# TASK DIRECTIONS
Your reply should hold only the lines from the records below where "ScanCursor" occurs.

# DATA SUPPLIED
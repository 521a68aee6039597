//! External scanners: pluggable context-sensitive lexing.
//!
//! Some tokens cannot be described by a regular pattern (heredocs,
//! indentation, nested comments). A grammar declares them with
//! `GrammarBuilder::external`, and the caller supplies an
//! [`ExternalScanner`] at parse time. The engine consults the scanner
//! before its own DFA whenever one of the declared tokens is valid in the
//! current parse state.

use text_size::TextSize;

use crate::grammar::Symbol;

/// Read-only cursor over the unscanned remainder of the source text.
///
/// The scanner advances the cursor over the characters it consumes; the
/// consumed span becomes the token's range.
pub struct ScanCursor<'a> {
    text: &'a str,
    start: usize,
    pos: usize,
}

impl<'a> ScanCursor<'a> {
    pub(crate) fn new(text: &'a str, offset: TextSize) -> Self {
        let start = usize::from(offset);
        Self {
            text,
            start,
            pos: start,
        }
    }

    /// The next unconsumed character, if any.
    pub fn peek(&self) -> Option<char> {
        self.text[self.pos..].chars().next()
    }

    /// Consume and return the next character.
    pub fn advance(&mut self) -> Option<char> {
        let ch = self.peek()?;
        self.pos += ch.len_utf8();
        Some(ch)
    }

    /// Absolute byte offset of the cursor.
    pub fn offset(&self) -> TextSize {
        TextSize::new(self.pos as u32)
    }

    /// Bytes consumed since the scan started.
    pub fn consumed(&self) -> usize {
        self.pos - self.start
    }

    /// The text consumed so far.
    pub fn consumed_text(&self) -> &'a str {
        &self.text[self.start..self.pos]
    }

    /// True if no input remains.
    pub fn at_end(&self) -> bool {
        self.pos >= self.text.len()
    }
}

/// A pluggable scanner for tokens the grammar declares as external.
///
/// `valid` lists the external token symbols the parser can accept at the
/// cursor position. Return the matched symbol after advancing the cursor
/// over its text; return `None` (leaving the cursor anywhere) to fall back
/// to the built-in lexer. Zero-length matches are ignored.
pub trait ExternalScanner {
    fn scan(&mut self, cursor: &mut ScanCursor<'_>, valid: &[Symbol]) -> Option<Symbol>;
}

# FINISHED EXERCISE
pub struct ScanCursor<'a> {
impl<'a> ScanCursor<'a> {
    fn scan(&mut self, cursor: &mut ScanCursor<'_>, valid: &[Symbol]) -> Option<Symbol>;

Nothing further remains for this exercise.